PTEN restricts endothelial cell proliferation to control vessel density in Angiogenesis

Mariona Graupera, Phd

PTEN is a tumor suppressor gene, which is among the most frequently mutated in cancer. PTEN opposes the phosphoinositide-3-kinase (PI3K)/Akt pathway through dephosphorylation of phosphoinositide-3,4,5-triphosphate (PIP3). Loss of PTEN function leads to activation of the PI3K pathway, which stimulates cell growth and survival. Remarkably, emerging data show that PTEN also has PI3K independent functions. Previous studies have shown the relevance of PTEN in vascular development. However, progress in the understanding of how PTEN regulates angiogenesis has been hampered by the embryonic lethality that exhibit both the constitutive and endothelial-specific PTEN mutant mice. Hence, in order to circumvent this problem, we selectively inactivated PTEN in adult vasculature, by breeding PTEN-flox mice to tamoxifen-inducible Pdgfb-iCreER transgenic mouse line in which Cre is only active in endothelial cells after tamoxifen administration.

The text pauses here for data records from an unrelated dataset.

//! End-to-end indexing pipeline scenarios: incremental add, rename,
//! hybrid retrieval and substrate consistency.

use std::path::Path;
use std::process::Command;
use std::sync::Arc;

use tempfile::TempDir;

use codescout::{
    ChunkerConfig, Crawler, DuckdbVectorRepository, FileIndex, IndexCatalog, IndexEngine,
    IndexMode, MockEmbedding, SearchCodeUseCase, TreeSitterParser, VectorRepository,
};

const DIMS: usize = 32;

struct Harness {
    project: TempDir,
    data: TempDir,
    engine: IndexEngine,
    catalog: Arc<IndexCatalog>,
    vector_repo: Arc<DuckdbVectorRepository>,
    search: SearchCodeUseCase,
}

async fn harness() -> Harness {
    let project = TempDir::new().unwrap();
    let data = TempDir::new().unwrap();

    let parser = Arc::new(TreeSitterParser::new());
    let vector_repo = Arc::new(
        DuckdbVectorRepository::with_dimensions(&data.path().join("vectors.duckdb"), DIMS)
            .unwrap(),
    );
    let embedding = Arc::new(MockEmbedding::with_dimensions(DIMS));
    let catalog = Arc::new(IndexCatalog::load(data.path()).await);

    let engine = IndexEngine::new(
        project.path(),
        data.path(),
        parser,
        vector_repo.clone(),
        embedding.clone(),
        catalog.clone(),
    )
    .with_chunker_config(ChunkerConfig {
        max_chunk_tokens: 512,
        min_chunk_lines: 1,
    });

    let search = SearchCodeUseCase::new(vector_repo.clone(), embedding, catalog.clone());

    Harness {
        project,
        data,
        engine,
        catalog,
        vector_repo,
        search,
    }
}

fn write(dir: &Path, rel: &str, content: &str) {
    let path = dir.join(rel);
    if let Some(parent) = path.parent() {
        std::fs::create_dir_all(parent).unwrap();
    }
    std::fs::write(path, content).unwrap();
}

fn git(dir: &Path, args: &[&str]) {
    let out = Command::new("git")
        .arg("-C")
        .arg(dir)
        .args(args)
        .output()
        .expect("git must be runnable in tests");
    assert!(out.status.success(), "git {:?} failed", args);
}

fn init_repo(dir: &Path) {
    git(dir, &["init", "-q", "-b", "main"]);
    git(dir, &["config", "user.email", "t@example.com"]);
    git(dir, &["config", "user.name", "T"]);
}

fn commit_all(dir: &Path, message: &str) {
    git(dir, &["add", "."]);
    git(dir, &["commit", "-q", "-m", message]);
}

#[tokio::test]
async fn incremental_add_plans_one_file_and_finds_its_symbol() {
    let h = harness().await;
    init_repo(h.project.path());
    write(
        h.project.path(),
        "a.ts",
        "export function alphaEntry() {\n    return 1;\n}\n",
    );
    write(
        h.project.path(),
        "b.ts",
        "export function betaHelper() {\n    return 2;\n}\n",
    );
    commit_all(h.project.path(), "first");

    h.engine
        .run(IndexMode::Full, false, None, None)
        .await
        .unwrap();

    write(
        h.project.path(),
        "c.ts",
        "import { betaHelper } from \"./b\";\n\nexport function gammaFeature() {\n    return betaHelper() + 1;\n}\n",
    );
    commit_all(h.project.path(), "add c");

    let plan = h.engine.plan(IndexMode::Incremental, false).await.unwrap();
    assert!(!plan.is_full_reindex);
    assert_eq!(plan.stats.files_to_add, 1);
    assert_eq!(plan.stats.files_to_update, 0);
    assert_eq!(plan.stats.files_to_delete, 0);
    assert_eq!(plan.stats.files_unchanged, 2);

    h.engine
        .run(IndexMode::Incremental, false, None, None)
        .await
        .unwrap();

    // Exactly one definition of the new symbol, in c.ts.
    let xref = h.catalog.xref.read().unwrap();
    let defs = xref.find_definitions("gammaFeature");
    assert_eq!(defs.len(), 1);
    assert_eq!(defs[0].file, "c.ts");
}

#[tokio::test]
async fn rename_removes_old_traces_and_indexes_new_path() {
    let h = harness().await;
    init_repo(h.project.path());
    write(
        h.project.path(),
        "old.ts",
        "// header\n\nexport function fooRoutine() {\n    return 42;\n}\n",
    );
    commit_all(h.project.path(), "first");

    h.engine
        .run(IndexMode::Full, false, None, None)
        .await
        .unwrap();

    std::fs::rename(
        h.project.path().join("old.ts"),
        h.project.path().join("new.ts"),
    )
    .unwrap();
    commit_all(h.project.path(), "rename");

    let plan = h.engine.plan(IndexMode::Incremental, false).await.unwrap();
    assert_eq!(plan.stats.files_to_add, 1);
    assert_eq!(plan.stats.files_to_delete, 1);

    h.engine
        .run(IndexMode::Incremental, false, None, None)
        .await
        .unwrap();

    // No trace of the old path in any substrate.
    assert!(h
        .vector_repo
        .get_by_file_path("old.ts")
        .await
        .unwrap()
        .is_empty());
    assert_eq!(
        h.catalog.bm25.read().unwrap().documents_with_prefix("old.ts:"),
        0
    );
    assert_eq!(
        h.catalog
            .fuzzy
            .read()
            .unwrap()
            .symbols_with_prefix("old.ts:"),
        0
    );

    let root_key = h.project.path().to_string_lossy().to_string();
    let file_index = FileIndex::load(h.data.path(), &root_key).await;
    assert!(file_index.get_file("old.ts").is_none());
    assert!(file_index.get_file("new.ts").is_some());

    // The symbol now resolves at the new path.
    let xref = h.catalog.xref.read().unwrap();
    let defs = xref.find_definitions("fooRoutine");
    assert_eq!(defs.len(), 1);
    assert_eq!(defs[0].file, "new.ts");
    assert_eq!(defs[0].start_line, 3);
}

#[tokio::test]
async fn index_and_retrieval_substrates_stay_consistent() {
    let h = harness().await;
    write(
        h.project.path(),
        "src/pool.rs",
        "/// Connection pooling.\nfn acquire_pool_slot() -> usize {\n    1\n}\n",
    );
    write(
        h.project.path(),
        "src/walk.py",
        "def traverse_directories(root):\n    return [root]\n",
    );

    h.engine
        .run(IndexMode::Full, false, None, None)
        .await
        .unwrap();

    let root_key = h.project.path().to_string_lossy().to_string();
    let file_index = FileIndex::load(h.data.path(), &root_key).await;
    assert_eq!(file_index.len(), 2);

    for record in file_index.files() {
        if record.chunk_count == 0 {
            continue;
        }
        let prefix = format!("{}:", record.relative_path);
        assert!(
            h.catalog.bm25.read().unwrap().documents_with_prefix(&prefix) > 0,
            "no BM25 docs for {}",
            record.relative_path
        );
        assert!(
            !h.vector_repo
                .get_by_file_path(&record.relative_path)
                .await
                .unwrap()
                .is_empty(),
            "no vector rows for {}",
            record.relative_path
        );
    }
}

#[tokio::test]
async fn hybrid_search_surfaces_symbol_and_lexical_matches() {
    let h = harness().await;
    write(
        h.project.path(),
        "src/checksum.rs",
        "/// Rolling checksum over a byte stream.\nfn rolling_checksum(data: &[u8]) -> u32 {\n    data.iter().map(|b| *b as u32).sum()\n}\n",
    );
    write(
        h.project.path(),
        "src/other.rs",
        "fn unrelated_helper() -> u32 {\n    7\n}\n",
    );

    h.engine
        .run(IndexMode::Full, false, None, None)
        .await
        .unwrap();

    let results = h.search.search("rolling_checksum", 5).await.unwrap();
    assert!(!results.is_empty());
    // The mock embedder's vectors are arbitrary, so assert on the lexical
    // and symbol legs rather than the exact rank.
    let hit = results
        .iter()
        .find(|r| r.chunk().name() == Some("rolling_checksum"))
        .expect("checksum chunk retrieved");
    assert!(hit.provenance().text || hit.provenance().symbol);

    // Dedup: every chunk id appears once.
    let mut ids: Vec<&str> = results.iter().map(|r| r.chunk().id()).collect();
    let count = ids.len();
    ids.sort_unstable();
    ids.dedup();
    assert_eq!(ids.len(), count);
}

#[tokio::test]
async fn unparseable_file_falls_back_to_block_chunks() {
    let h = harness().await;
    // Unbalanced braces everywhere: not valid Rust, but still indexable.
    let noise: String = (0..50).map(|i| format!("}}{{ junk line {i} ))((\n")).collect();
    write(h.project.path(), "src/noise.rs", &noise);

    h.engine
        .run(IndexMode::Full, false, None, None)
        .await
        .unwrap();

    let chunks = h.vector_repo.get_by_file_path("src/noise.rs").await.unwrap();
    assert!(
        !chunks.is_empty(),
        "block fallback should still produce chunks"
    );
}

#[tokio::test]
async fn crawler_and_engine_skip_ignored_directories() {
    let h = harness().await;
    write(h.project.path(), "src/keep.rs", "fn kept_routine() -> u32 { 3 }\n");
    write(
        h.project.path(),
        "node_modules/pkg/index.js",
        "module.exports = 1;\n",
    );

    let crawl = Crawler::new(h.project.path()).crawl().await.unwrap();
    assert_eq!(crawl.len(), 1);

    h.engine
        .run(IndexMode::Full, false, None, None)
        .await
        .unwrap();
    assert!(h
        .vector_repo
        .get_by_file_path("node_modules/pkg/index.js")
        .await
        .unwrap()
        .is_empty());
}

Preliminary data obtained in postnatal retinas of PTEN-flox/Pdgfb-iCreER mice illustrates that deletion of PTEN leads to dramatic branching defects and aberrant vascular patterning of the nascent plexus. Here, we will discuss which endothelial functions are being affected upon PTEN deletion and how they are contributing to the phenotype observed. An important conclusion from our data is that the phenotype obtained upon PTEN deletion cannot be only explained by up-regulation of PIP3 levels, suggesting that PTEN also exerts lipid phosphatase independent functions in angiogenesis.